## EXTRACTED MATERIAL
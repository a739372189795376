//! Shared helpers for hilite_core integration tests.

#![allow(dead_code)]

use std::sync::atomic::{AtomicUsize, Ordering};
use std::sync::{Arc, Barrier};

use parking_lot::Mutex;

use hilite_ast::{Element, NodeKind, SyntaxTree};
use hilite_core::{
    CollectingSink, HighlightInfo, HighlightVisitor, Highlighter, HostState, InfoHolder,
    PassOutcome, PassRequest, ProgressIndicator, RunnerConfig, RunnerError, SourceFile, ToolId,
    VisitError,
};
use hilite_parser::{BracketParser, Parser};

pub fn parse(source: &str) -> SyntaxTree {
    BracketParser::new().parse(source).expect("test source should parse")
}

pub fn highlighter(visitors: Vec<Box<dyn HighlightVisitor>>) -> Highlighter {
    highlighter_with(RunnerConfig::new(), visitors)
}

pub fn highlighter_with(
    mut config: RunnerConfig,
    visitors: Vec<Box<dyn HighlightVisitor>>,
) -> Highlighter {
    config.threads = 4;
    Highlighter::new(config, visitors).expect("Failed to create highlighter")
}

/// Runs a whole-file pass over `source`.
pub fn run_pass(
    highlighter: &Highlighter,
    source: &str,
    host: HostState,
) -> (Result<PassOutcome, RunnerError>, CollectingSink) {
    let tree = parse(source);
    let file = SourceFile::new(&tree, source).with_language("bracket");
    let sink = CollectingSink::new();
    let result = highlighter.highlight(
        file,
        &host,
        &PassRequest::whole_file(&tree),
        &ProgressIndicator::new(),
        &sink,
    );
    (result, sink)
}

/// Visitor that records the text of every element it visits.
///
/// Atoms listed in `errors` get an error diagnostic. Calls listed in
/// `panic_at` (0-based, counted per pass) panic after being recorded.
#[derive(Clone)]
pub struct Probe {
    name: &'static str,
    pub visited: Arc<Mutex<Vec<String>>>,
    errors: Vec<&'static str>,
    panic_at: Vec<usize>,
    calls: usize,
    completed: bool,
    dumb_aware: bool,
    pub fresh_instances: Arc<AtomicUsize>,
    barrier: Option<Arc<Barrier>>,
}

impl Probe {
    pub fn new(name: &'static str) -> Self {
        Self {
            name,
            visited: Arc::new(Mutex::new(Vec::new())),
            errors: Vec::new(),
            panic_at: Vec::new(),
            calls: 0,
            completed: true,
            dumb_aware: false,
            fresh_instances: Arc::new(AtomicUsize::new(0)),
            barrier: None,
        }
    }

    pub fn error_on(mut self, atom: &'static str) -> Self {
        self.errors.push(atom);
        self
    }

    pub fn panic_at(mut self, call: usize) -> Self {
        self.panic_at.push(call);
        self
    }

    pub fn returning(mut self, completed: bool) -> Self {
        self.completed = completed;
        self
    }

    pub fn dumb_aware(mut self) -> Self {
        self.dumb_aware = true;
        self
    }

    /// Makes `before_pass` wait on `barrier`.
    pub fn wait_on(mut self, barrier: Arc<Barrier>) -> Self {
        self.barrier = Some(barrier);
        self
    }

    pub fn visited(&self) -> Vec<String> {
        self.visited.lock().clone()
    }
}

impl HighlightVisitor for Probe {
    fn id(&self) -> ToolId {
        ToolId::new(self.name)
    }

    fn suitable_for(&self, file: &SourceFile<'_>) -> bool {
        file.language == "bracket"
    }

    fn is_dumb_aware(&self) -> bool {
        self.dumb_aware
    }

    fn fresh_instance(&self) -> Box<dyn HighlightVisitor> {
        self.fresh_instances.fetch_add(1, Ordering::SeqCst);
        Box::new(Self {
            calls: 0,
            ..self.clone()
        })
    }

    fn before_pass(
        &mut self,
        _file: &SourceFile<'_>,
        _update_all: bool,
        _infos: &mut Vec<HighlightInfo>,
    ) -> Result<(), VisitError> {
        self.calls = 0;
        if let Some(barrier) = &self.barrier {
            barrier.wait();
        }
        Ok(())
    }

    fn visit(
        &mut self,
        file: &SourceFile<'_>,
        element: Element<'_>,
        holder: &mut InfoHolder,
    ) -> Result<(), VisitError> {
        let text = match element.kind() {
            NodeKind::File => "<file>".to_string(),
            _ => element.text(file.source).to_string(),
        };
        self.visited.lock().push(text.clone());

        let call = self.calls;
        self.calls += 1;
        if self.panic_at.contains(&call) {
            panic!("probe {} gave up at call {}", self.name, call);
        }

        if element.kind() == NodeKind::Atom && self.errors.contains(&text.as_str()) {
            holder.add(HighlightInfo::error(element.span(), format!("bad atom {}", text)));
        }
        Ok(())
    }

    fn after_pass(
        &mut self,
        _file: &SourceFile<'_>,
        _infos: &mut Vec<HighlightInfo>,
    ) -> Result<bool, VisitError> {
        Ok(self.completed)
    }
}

## WORK ORDER
From the entries above, copy every line where the word "AtomicUsize" shows up.

## ANSWER TO THIS TASK
use std::sync::atomic::{AtomicUsize, Ordering};
    pub fresh_instances: Arc<AtomicUsize>,
            fresh_instances: Arc::new(AtomicUsize::new(0)),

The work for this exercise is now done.